ORIGIN Trial: Efeito da titulação com insulina glargina em Desfechos Cardiovasculares


Dr. Marcello Bertoluci
Professor Associado do Departamento de Medicina Interna da Faculdade de Medicina/ UFRGS
Coordenador do Departamento Cardiovascular da SBD
Presidente da SBD-RS

O estudo ORIGIN é um grande ensaio clinico randomizado, multicêntrico com desenho fatorial 2x2 que procurou avaliar se o tratamento com reposição de insulina glargina, almejando uma glicemia normal de jejum (95mg/dl) poderia reduzir desfechos cardiovasculares  mais do que o tratamento padrão com drogas orais, em pacientes com pré-diabetes e/ou com diabetes tipo 2 de inicio recente em um período de 6 anos. O estudo também avaliou se a adição ou não de omega-3, 1g ao dia,  poderia também reduzir desfechos cardiovasculares.

Foram randomizados 12.537 pacientes em 573 sitios de 40 paises.
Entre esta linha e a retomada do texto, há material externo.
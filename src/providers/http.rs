//! HTTP implementations of the quote and bridge collaborators
//!
//! Thin reqwest clients over the aggregator APIs. Responses arrive as
//! already-decoded JSON with string-typed amounts; errors are classified at
//! this boundary so callers see the engine taxonomy, not transport detail.

use super::{BridgeProvider, CrossChainQuote, CrossChainSwap, Quote, SwapProvider, TokenRef};
use crate::config::ProvidersConfig;
use crate::error::{classify_provider_error, EngineError, EngineResult};

use async_trait::async_trait;
use reqwest::StatusCode;
use serde::Deserialize;
use std::time::Duration;

/// Single-chain quote/price client.
pub struct HttpSwapProvider {
    client: reqwest::Client,
    base_url: String,
}

/// Cross-chain aggregator client.
pub struct HttpBridgeProvider {
    client: reqwest::Client,
    base_url: String,
}

fn build_client(config: &ProvidersConfig) -> EngineResult<reqwest::Client> {
    reqwest::Client::builder()
        .timeout(Duration::from_secs(config.http_timeout_secs))
        .build()
        .map_err(|e| EngineError::Config(format!("HTTP client build failed: {}", e)))
}

impl HttpSwapProvider {
    pub fn new(config: &ProvidersConfig) -> EngineResult<Self> {
        Ok(Self {
            client: build_client(config)?,
            base_url: config.quote_api_url.trim_end_matches('/').to_string(),
        })
    }
}

impl HttpBridgeProvider {
    pub fn new(config: &ProvidersConfig) -> EngineResult<Self> {
        Ok(Self {
            client: build_client(config)?,
            base_url: config.bridge_api_url.trim_end_matches('/').to_string(),
        })
    }
}

/// Decode a response, mapping transport and HTTP-level failures into the
/// engine taxonomy.
async fn decode<T: serde::de::DeserializeOwned>(
    result: Result<reqwest::Response, reqwest::Error>,
) -> EngineResult<T> {
    let response = result.map_err(|e| {
        if e.is_timeout() || e.is_connect() {
            EngineError::Network(e.to_string())
        } else {
            EngineError::Provider(e.to_string())
        }
    })?;

    let status = response.status();
    if status == StatusCode::TOO_MANY_REQUESTS {
        return Err(EngineError::RateLimited);
    }
    if !status.is_success() {
        let body = response.text().await.unwrap_or_default();
        return Err(classify_provider_error(&format!("{}: {}", status, body)));
    }

    response
        .json::<T>()
        .await
        .map_err(|e| EngineError::Provider(format!("Malformed provider response: {}", e)))
}

#[derive(Debug, Deserialize)]
struct QuoteResponse {
    #[serde(rename = "toTokenAmount")]
    to_token_amount: Option<String>,
    route: Option<String>,
    error: Option<String>,
}

#[derive(Debug, Deserialize)]
struct PriceResponse {
    price: Option<String>,
}

#[async_trait]
impl SwapProvider for HttpSwapProvider {
    async fn get_quote(
        &self,
        chain_id: u64,
        from: &TokenRef,
        to: &TokenRef,
        amount_base: &str,
        slippage_bps: u32,
    ) -> EngineResult<Quote> {
        let url = format!("{}/v1/quote", self.base_url);
        let result = self
            .client
            .get(&url)
            .query(&[
                ("chainId", chain_id.to_string()),
                ("fromTokenAddress", from.address.clone()),
                ("toTokenAddress", to.address.clone()),
                ("amount", amount_base.to_string()),
                ("slippageBps", slippage_bps.to_string()),
            ])
            .send()
            .await;

        let body: QuoteResponse = decode(result).await?;
        if let Some(error) = body.error {
            return Err(classify_provider_error(&error));
        }
        let to_amount = body
            .to_token_amount
            .ok_or_else(|| EngineError::Provider("Quote missing output amount".to_string()))?;

        Ok(Quote {
            from_token: from.address.clone(),
            to_token: to.address.clone(),
            from_amount: amount_base.to_string(),
            to_amount,
            route: body.route,
        })
    }

    async fn get_token_price(
        &self,
        chain_id: u64,
        token_address: &str,
    ) -> EngineResult<Option<String>> {
        let url = format!("{}/v1/price", self.base_url);
        let result = self
            .client
            .get(&url)
            .query(&[
                ("chainId", chain_id.to_string()),
                ("tokenAddress", token_address.to_string()),
            ])
            .send()
            .await;

        let body: PriceResponse = decode(result).await?;
        Ok(body.price)
    }
}

#[derive(Debug, Deserialize)]
struct CrossChainQuoteResponse {
    #[serde(rename = "toTokenAmount")]
    to_token_amount: Option<String>,
    #[serde(rename = "estimatedTime")]
    estimated_time_secs: Option<u64>,
    #[serde(rename = "bridgeName")]
    bridge_name: Option<String>,
    error: Option<String>,
}

#[derive(Debug, Deserialize)]
struct CallDataResponse {
    to: String,
    data: String,
    value: Option<String>,
    gas: Option<String>,
}

#[derive(Debug, Deserialize)]
struct CrossChainSwapResponse {
    tx: Option<CallDataResponse>,
    #[serde(rename = "approveData")]
    approve_data: Option<CallDataResponse>,
    #[serde(rename = "bridgeName")]
    bridge_name: Option<String>,
    #[serde(rename = "estimatedTime")]
    estimated_time_secs: Option<u64>,
    error: Option<String>,
}

impl From<CallDataResponse> for super::SwapCallData {
    fn from(raw: CallDataResponse) -> Self {
        Self {
            to: raw.to,
            data: raw.data,
            value: raw.value.unwrap_or_else(|| "0".to_string()),
            gas: raw.gas,
        }
    }
}

#[async_trait]
impl BridgeProvider for HttpBridgeProvider {
    async fn get_cross_chain_quote(
        &self,
        from_chain: u64,
        to_chain: u64,
        from: &TokenRef,
        to: &TokenRef,
        amount_base: &str,
        slippage_bps: u32,
    ) -> EngineResult<CrossChainQuote> {
        let url = format!("{}/v1/cross-chain/quote", self.base_url);
        let result = self
            .client
            .get(&url)
            .query(&[
                ("fromChainId", from_chain.to_string()),
                ("toChainId", to_chain.to_string()),
                ("fromTokenAddress", from.address.clone()),
                ("toTokenAddress", to.address.clone()),
                ("amount", amount_base.to_string()),
                ("slippageBps", slippage_bps.to_string()),
            ])
            .send()
            .await;

        let body: CrossChainQuoteResponse = decode(result).await?;
        if let Some(error) = body.error {
            return Err(classify_provider_error(&error));
        }

        let to_token_amount = body
            .to_token_amount
            .ok_or_else(|| EngineError::Provider("Quote missing output amount".to_string()))?;

        Ok(CrossChainQuote {
            to_token_amount,
            estimated_time_secs: body.estimated_time_secs.unwrap_or(0),
            bridge_name: body.bridge_name,
            error: None,
        })
    }

    async fn get_cross_chain_swap(
        &self,
        from_chain: u64,
        to_chain: u64,
        from: &TokenRef,
        to: &TokenRef,
        amount_base: &str,
        slippage_bps: u32,
        recipient: &str,
    ) -> EngineResult<CrossChainSwap> {
        let url = format!("{}/v1/cross-chain/swap", self.base_url);
        let result = self
            .client
            .get(&url)
            .query(&[
                ("fromChainId", from_chain.to_string()),
                ("toChainId", to_chain.to_string()),
                ("fromTokenAddress", from.address.clone()),
                ("toTokenAddress", to.address.clone()),
                ("amount", amount_base.to_string()),
                ("slippageBps", slippage_bps.to_string()),
                ("recipient", recipient.to_string()),
            ])
            .send()
            .await;

        let body: CrossChainSwapResponse = decode(result).await?;
        if let Some(error) = body.error {
            return Err(classify_provider_error(&error));
        }

        let tx = body
            .tx
            .ok_or_else(|| EngineError::Provider("Swap response missing transaction".to_string()))?;

        Ok(CrossChainSwap {
            tx: tx.into(),
            approve: body.approve_data.map(Into::into),
            bridge_name: body.bridge_name.unwrap_or_else(|| "unknown".to_string()),
            estimated_time_secs: body.estimated_time_secs.unwrap_or(0),
            error: None,
        })
    }
}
Os pacientes incluídos tinham idade superior a 50 anos e apresentavam intolerancia à glicose, glicose de jejum alterada,  DM2 de inicio recente somente em dieta ou com tratamento oral em monoterapia com uma HbA1c<9,0%. Além disso, os pacientes deveriam ter alto-risco cardiovascular, seja por IAM prévio, AVC, revascularização prévia, angina com isquemia documentada ou ainda micro ou macroalbuminuria. Poderiam ter também  hipertrofia de ventriculo esquerdo, 50% de estenose arterial ou um indice tornozelo/braço menor que 0,9. O estudo teve 2 desfechos primários: 1) desfecho combinado de morte cardiovascular ou IAM ou AVC e 2) desfecho combinado de  morte cardiovascular ou IAM ou AVC ou revascularização ou insuficiência cardiaca requerendo hospitalização.
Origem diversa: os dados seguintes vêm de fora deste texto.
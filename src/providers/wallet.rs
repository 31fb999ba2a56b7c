//! Wallet and transaction-status collaborators backed by ethers
//!
//! `LocalSigner` signs the aggregator's calldata with a locally held key and
//! broadcasts over the configured chain RPCs. `RpcStatusProvider` adapts
//! receipt lookups to the engine's three-valued transaction status.

use super::{StatusProvider, SwapCallData, TxStatus, WalletProvider};
use crate::config::Settings;
use crate::error::{EngineError, EngineResult};

use async_trait::async_trait;
use ethers::prelude::*;
use ethers::types::transaction::eip2718::TypedTransaction;
use std::collections::HashMap;
use std::str::FromStr;
use tracing::{debug, info};

const DEFAULT_KEY_ENV: &str = "CROSSFLOW_PRIVATE_KEY";

/// Signs and broadcasts raw aggregator calldata.
pub struct LocalSigner {
    wallet: LocalWallet,
    providers: HashMap<u64, Provider<Http>>,
}

impl LocalSigner {
    pub fn from_settings(settings: &Settings) -> EngineResult<Self> {
        let key_env = settings
            .wallet
            .private_key_env
            .as_deref()
            .unwrap_or(DEFAULT_KEY_ENV);

        let key = std::env::var(key_env).map_err(|_| {
            EngineError::Wallet(format!("No wallet configured. Set {}", key_env))
        })?;

        let wallet = key
            .parse::<LocalWallet>()
            .map_err(|e| EngineError::Wallet(format!("Invalid private key: {}", e)))?;

        let providers = build_providers(settings)?;
        info!("Wallet initialized: {:?}", wallet.address());

        Ok(Self { wallet, providers })
    }

    fn provider(&self, chain_id: u64) -> EngineResult<&Provider<Http>> {
        self.providers
            .get(&chain_id)
            .ok_or(EngineError::ChainNotFound { chain_id })
    }
}

fn build_providers(settings: &Settings) -> EngineResult<HashMap<u64, Provider<Http>>> {
    let mut providers = HashMap::new();
    for (name, chain) in settings.enabled_chains() {
        let url = chain
            .rpc_urls
            .first()
            .ok_or_else(|| EngineError::Config(format!("Chain {} has no RPC URL", name)))?;
        let provider = Provider::<Http>::try_from(url.as_str())
            .map_err(|e| EngineError::Config(format!("Bad RPC URL for {}: {}", name, e)))?;
        providers.insert(chain.chain_id, provider);
    }
    Ok(providers)
}

fn parse_u256(raw: &str) -> EngineResult<U256> {
    let parsed = if let Some(hex) = raw.strip_prefix("0x") {
        U256::from_str_radix(hex, 16)
    } else {
        U256::from_dec_str(raw)
    };
    parsed.map_err(|e| EngineError::Transaction(format!("Bad numeric field {}: {}", raw, e)))
}

fn parse_calldata(tx: &SwapCallData) -> EngineResult<TypedTransaction> {
    let to = Address::from_str(&tx.to)
        .map_err(|e| EngineError::Transaction(format!("Bad target address: {}", e)))?;

    let data = hex::decode(tx.data.trim_start_matches("0x"))
        .map_err(|e| EngineError::Transaction(format!("Bad calldata: {}", e)))?;

    let mut request = TransactionRequest::new()
        .to(to)
        .data(data)
        .value(parse_u256(&tx.value)?);

    if let Some(gas) = &tx.gas {
        request = request.gas(parse_u256(gas)?);
    }

    Ok(TypedTransaction::Legacy(request))
}

#[async_trait]
impl WalletProvider for LocalSigner {
    async fn send_transaction(&self, chain_id: u64, tx: &SwapCallData) -> EngineResult<String> {
        let provider = self.provider(chain_id)?;
        let wallet = self.wallet.clone().with_chain_id(chain_id);

        let mut typed = parse_calldata(tx)?;
        typed.set_from(wallet.address());

        let nonce = provider
            .get_transaction_count(wallet.address(), None)
            .await
            .map_err(|e| EngineError::Network(e.to_string()))?;
        typed.set_nonce(nonce);

        let gas_price = provider
            .get_gas_price()
            .await
            .map_err(|e| EngineError::Network(e.to_string()))?;
        typed.set_gas_price(gas_price);

        if typed.gas().is_none() {
            let estimate = provider
                .estimate_gas(&typed, None)
                .await
                .map_err(|e| EngineError::Transaction(format!("Gas estimation failed: {}", e)))?;
            typed.set_gas(estimate);
        }

        let signature = wallet
            .sign_transaction(&typed)
            .await
            .map_err(|e| EngineError::Wallet(e.to_string()))?;

        let pending = provider
            .send_raw_transaction(typed.rlp_signed(&signature))
            .await
            .map_err(|e| map_send_error(chain_id, e.to_string()))?;

        let tx_hash = format!("{:?}", pending.tx_hash());
        debug!("Submitted transaction {} on chain {}", tx_hash, chain_id);
        Ok(tx_hash)
    }
}

fn map_send_error(chain_id: u64, message: String) -> EngineError {
    if message.contains("rejected") || message.contains("denied") {
        EngineError::Wallet(message)
    } else if message.contains("insufficient funds") {
        EngineError::Transaction(format!("Insufficient funds on chain {}", chain_id))
    } else {
        EngineError::Transaction(message)
    }
}

/// Receipt-backed status lookups.
pub struct RpcStatusProvider {
    providers: HashMap<u64, Provider<Http>>,
}

impl RpcStatusProvider {
    pub fn from_settings(settings: &Settings) -> EngineResult<Self> {
        Ok(Self {
            providers: build_providers(settings)?,
        })
    }
}

#[async_trait]
impl StatusProvider for RpcStatusProvider {
    async fn get_transaction_detail(
        &self,
        chain_id: u64,
        tx_hash: &str,
    ) -> EngineResult<TxStatus> {
        let provider = self
            .providers
            .get(&chain_id)
            .ok_or(EngineError::ChainNotFound { chain_id })?;

        let hash = H256::from_str(tx_hash)
            .map_err(|e| EngineError::Transaction(format!("Bad transaction hash: {}", e)))?;

        let receipt = provider
            .get_transaction_receipt(hash)
            .await
            .map_err(|e| EngineError::Network(e.to_string()))?;

        Ok(match receipt {
            Some(receipt) if receipt.status == Some(1.into()) => TxStatus::Success,
            Some(_) => TxStatus::Fail,
            None => TxStatus::Pending,
        })
    }
}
A insulina Glargina foi auto-titulada adicionando 1-2 unidades 2x por semana até ser atingida a meta de glicemia de jejum de 95mg/dl, podendo ser adicionado metformina, caso necessário.  O grupo com tratamento padrão recebia 1 a 2 hipoglicemiantes orais, mas poderia receber insulina caso necessário.

Ao todo, 82% dos pacientes incluidos tinham diabetes tipo 2 prévio, 6% eram DM2 recém diagnosticados e 12% tinham pré-diabetes. O controle glicêmico no grupo intervenção se manteve abaixo de 94mg/dl na maior parte do estudo, comparativamente a 119mg/dl no grupo com tratamento padrão. A HbA1c ficou entre 5,9 e 6,3% no grupo intervenção e 6,2 a 6,5% no grupo com tratamento padrão.  Não houve diferença entre os grupos em relação ao uso de estatinas, anti-hipertensivos, aspirina, ou em relação à LDLc, HDLc, triglicérides, pressão arterial sistólica e diastólica.

Os resultados mostraram não haver diferença significativa entre os grupos em relação ao desfecho primário 1: HR 1.02 (0,94-1,11)(Log Rank p=0.63) e ao desfecho primário 2: HR 1,04 (0,97-1,11) (logRank P=0.27). O estudo conclui que a titulação da insulina glargina até ser atingido  uma glicemia normal em pacientes com DM2 de inicio recente ou com pré-diabetes, não é superior ao tratamento padrão com drogas orais em relação a desfechos cardio-vasculares.

Comentários:

É um estudo com dados robustos, com poder suficiente para detectar efeitos cardiovasculares clinicamente importantes tanto  a curto como a médio prazo, devido ao fato de ter um alto número de desfechos, um seguimento suficiente  e altas taxas de aderência.

Há, entretanto, algumas fraquezas no estudo que poderiam contribuir para não ter sido encontrado diferenças: 1. a metformina foi usada em 47% dos pacientes do grupo glargina e em 60% do grupo tratamento padrão. Isto poderia ter atenuado diferenças entre os grupos por ser cardioprotetora.  Além disso, 2) o ORIGIN não foi desenhado para testar diferenças entre controle de glicemia intensivo e controle menos intensivo, e sim para o uso ou não de insulinoterapia.

De uma forma geral, em termos cardiovasculares, os resultados do ORIGIN vem se somar aos do  ACCORD, VADT e ADVANCE, pois  embora tendo pacientes com menor tempo de diabetes, o risco cardiovascular foi ainda maior no ORIGIN . Fica a idéia de que o tratamento com insulina nesta fase do diabetes tipo 2 não parece reduzir nem aumentar o risco cardiovascular.